Ayush Thakur's Blog: Segmentation Fault (11): Deeper Core Dump of Pointer Secrets

Ahh ~

Hola, systems programmer. You've seen the tutorials that stop at int* p = &x;. That's the shallow end. We're going deep-sea diving into the memory map. Pointers are the fundamental abstraction that bridges your high-level logic with the raw, byte-addressable silicon of the machine. They are the source of your most arcane bugs—use-after-free, dangling pointers, buffer overflows—but they are also the only tool for true high-performance computing, custom data structures, and direct hardware manipulation. We're not just looking at the *, we're looking at the why. Forget the kiddie pool; this is the abyss.

Image Source: GeeksForGeeks

Secret 1: Pointer Arithmetic is Scaled, Typed Arithmetic
The first trap for the uninitiated is to see p++ and think it means "add 1 to the address stored in p." This is fundamentally incorrect and misunderstands the core contract between the programmer and the compiler. Pointers are strongly typed for this very reason. The type of the pointer tells the compiler the size of the data it points to. All pointer arithmetic is automatically scaled by this size.

When you have int* p; on a 64-bit system where sizeof(int) is 4 bytes, the expression p++ is not translated to p = p + 1. The compiler translates it to p = (int*)((char*)p + sizeof(int)). If p was pointing to address 0x7FFF5FBFF8AC, after p++, it will point to 0x7FFF5FBFF8B0. If you had a MyStruct* s_ptr; where sizeof(MyStruct) is 32 bytes, s_ptr++ would advance the address by 32 bytes. This is the magic that makes array traversal possible. The clean, beautiful syntax arr[i] is nothing more than syntactic sugar for *(arr + i). The + i part of that expression is, in reality, a scaled offset calculation: address_of_arr + (i * sizeof(element_type)). This is why you can iterate over contiguous blocks of any data type with the same simple + operator.
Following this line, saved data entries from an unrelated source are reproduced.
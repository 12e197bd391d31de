//! Flat permission storage for the signed-in user.

use std::collections::HashSet;

use serde::{Deserialize, Serialize};

/// Returns true iff `required` is empty or every entry is in `held`.
///
/// ```rust
/// use grc_session::authz::has_all;
///
/// let held = ["read.risk", "update.risk"];
/// assert!(has_all(&["read.risk"], &held));
/// assert!(!has_all(&["read.risk", "delete.risk"], &held));
/// assert!(has_all::<&str>(&[], &held));
/// ```
pub fn has_all<S: AsRef<str>>(required: &[S], held: &[S]) -> bool {
    required
        .iter()
        .all(|r| held.iter().any(|h| h.as_ref() == r.as_ref()))
}

/// The set of capability strings granted to the current user.
///
/// Fetched once with the profile and held for the whole app session.
/// Serializes as a plain JSON array, the shape the profile endpoint returns.
#[derive(Debug, Clone, Default, PartialEq, Eq, Serialize, Deserialize)]
#[serde(transparent)]
pub struct PermissionSet {
    permissions: HashSet<String>,
}

impl PermissionSet {
    /// Create an empty permission set.
    pub fn new() -> Self {
        Self::default()
    }

    /// Grant a permission.
    pub fn grant(&mut self, permission: impl Into<String>) {
        self.permissions.insert(permission.into());
    }

    /// Remove a permission.
    pub fn revoke(&mut self, permission: &str) {
        self.permissions.remove(permission);
    }

    pub fn contains(&self, permission: &str) -> bool {
        self.permissions.contains(permission)
    }

    /// AND semantics: an empty requirement always passes.
    pub fn has_all<S: AsRef<str>>(&self, required: &[S]) -> bool {
        required.iter().all(|r| self.contains(r.as_ref()))
    }

    pub fn iter(&self) -> impl Iterator<Item = &str> {
        self.permissions.iter().map(String::as_str)
    }

    pub fn is_empty(&self) -> bool {
        self.permissions.is_empty()
    }

    pub fn len(&self) -> usize {
        self.permissions.len()
    }
}

impl<S: Into<String>> FromIterator<S> for PermissionSet {
    fn from_iter<I: IntoIterator<Item = S>>(iter: I) -> Self {
        Self {
            permissions: iter.into_iter().map(Into::into).collect(),
        }
    }
}
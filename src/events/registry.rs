use std::sync::OnceLock;

use super::{Listener, SessionEvent};

static REGISTRY: OnceLock<EventRegistry> = OnceLock::new();

/// Process-wide list of session listeners.
///
/// Every monitor and session action in the process shares it, so one UI
/// listener sees the warning, expiry and logout of whichever session is live.
pub struct EventRegistry {
    listeners: Vec<Box<dyn Listener>>,
}

impl EventRegistry {
    fn new() -> Self {
        Self {
            listeners: Vec::new(),
        }
    }

    /// Listeners are called in the order they are registered.
    pub fn listen(&mut self, listener: impl Listener) -> &mut Self {
        self.listeners.push(Box::new(listener));
        self
    }

    async fn dispatch(&self, event: &SessionEvent) {
        for listener in &self.listeners {
            listener.handle(event).await;
        }
    }
}

/// Installs the session listeners, once, before the monitor is created.
///
/// Only the first call takes effect; later calls log a warning and are
/// ignored. Events dispatched before registration are dropped, including the
/// `SessionStarted` of a session restored from storage.
///
/// ```rust,ignore
/// use grc_session::events::listeners::LoggingListener;
/// use grc_session::{SessionMonitor, SessionTiming, register_event_listeners};
///
/// register_event_listeners(|registry| {
///     registry
///         .listen(LoggingListener::with_level(log::Level::Debug))
///         .listen(WarningDialog::new(ui.clone()))
///         .listen(LoginRedirect::new(router.clone()));
/// });
///
/// let monitor = SessionMonitor::new(storage, api, SessionTiming::default()).await?;
/// ```
pub fn register_event_listeners<F>(f: F)
where
    F: FnOnce(&mut EventRegistry),
{
    let mut registry = EventRegistry::new();
    f(&mut registry);
    if REGISTRY.set(registry).is_err() {
        log::warn!(
            target: "grc_session",
            "register_event_listeners called more than once, ignoring"
        );
    }
}

/// Hands `event` to each listener in registration order, awaiting each one.
///
/// A no-op until [`register_event_listeners`] has run.
pub async fn dispatch(event: SessionEvent) {
    if let Some(registry) = REGISTRY.get() {
        registry.dispatch(&event).await;
    }
}
//! Reading the bearer token's claims on the client.
//!
//! The client never holds the signing key, so claims are decoded without
//! signature verification. The server stays authoritative for every request;
//! the decoded `exp` is only used to schedule the session warning and cutoff.
//!
//! # Example
//!
//! ```ignore
//! use grc_session::jwt::decode_claims;
//!
//! let claims = decode_claims(token.expose_secret())?;
//! let left = claims.time_left_ms(chrono::Utc::now());
//! ```

mod claims;
mod decode;

pub use claims::TokenClaims;
pub use decode::{SessionToken, decode_claims};
//! Permission checks against the user's flat permission set.
//!
//! The backend grants a list of capability strings such as
//! `"update.execution.audit_program"`. The client only ever asks one question
//! of it: does the user hold *every* permission an action requires.

mod permission_set;

pub use permission_set::{PermissionSet, has_all};

/// Required to enter the planning phase of an audit program.
pub const UPDATE_PLANNING_AUDIT_PROGRAM: &str = "update.planning.audit_program";

/// Required to enter the execution phase of an audit program.
pub const UPDATE_EXECUTION_AUDIT_PROGRAM: &str = "update.execution.audit_program";

/// Required to enter the reporting phase of an audit program.
pub const UPDATE_REPORT_AUDIT_PROGRAM: &str = "update.report.audit_program";
//! Listeners shipped with the crate.
//!
//! Both only record events; UI reactions (warning dialog, snackbar, login
//! redirect) are listeners the embedding app writes.

mod logging;
#[cfg(feature = "tracing")]
mod tracing;

pub use logging::LoggingListener;
#[cfg(feature = "tracing")]
pub use self::tracing::TracingListener;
Secret 2: The void* is the Type-Agnostic Primordial Ooze
The void*, or "generic pointer," is a special type that is just a raw address. It points to something, but the compiler has been explicitly told to forget what. It holds an address, but it has no associated type, and therefore no sizeof(). This makes it a powerful tool for C-style generic programming but also a dangerous one. You cannot dereference a void* directly (e.g., *my_void_ptr) because the compiler has no way to know how many bytes to read from that address: one (a char)? Four (an int)? A thousand (a struct)?

This is why malloc(1024) returns a void*. The heap allocator doesn't know or care what you plan to store in those 1,024 bytes. It just reserves the block and gives you the starting address. It is your responsibility to cast that void* to a concrete pointer type (e.g., int* my_array = (int*)malloc(100 * sizeof(int));) to inform the compiler of your intentions. This "imposes type" onto that raw memory. You also see void* used heavily in generic C library functions, most famously qsort. Its comparison function prototype is int (*compar)(const void *, const void *). It takes two generic pointers, and inside your custom comparison function, you must cast them back to your actual data type (e.g., const int* a = (const int*)p1;) to perform a meaningful comparison.

Secret 3: **p (Pointers-to-Pointers) are for "Pass-by-Reference" Emulation
This is the concept that melts brains, but it's built on a simple, iron-clad rule: C is always pass-by-value. When you pass a pointer int* p to a function, you are passing a copy of the pointer. That is, you are passing the address it holds, by value. The function gets its own local variable, a copy of that address. If you modify this local copy (e.g., p = (int*)malloc(...)), you are only changing the local copy. The caller's original pointer remains completely unchanged, leading to a classic memory leak and a NULL pointer on the caller's side.

So, how do you allow a function to change the caller's pointer? You must pass the address of the caller's pointer. And what is the type that holds the address of an int*? An int**. This is how C emulates "pass-by-reference" for out-parameters.


// Note the 'p_to_p' (pointer-to-pointer) argument

void actually_allocates(int** p_to_p) {

    // We dereference 'p_to_p' ONCE to get to the *original*

    // 'my_ptr' variable from the 'main' function's stack.

    // We are now modifying the caller's variable directly.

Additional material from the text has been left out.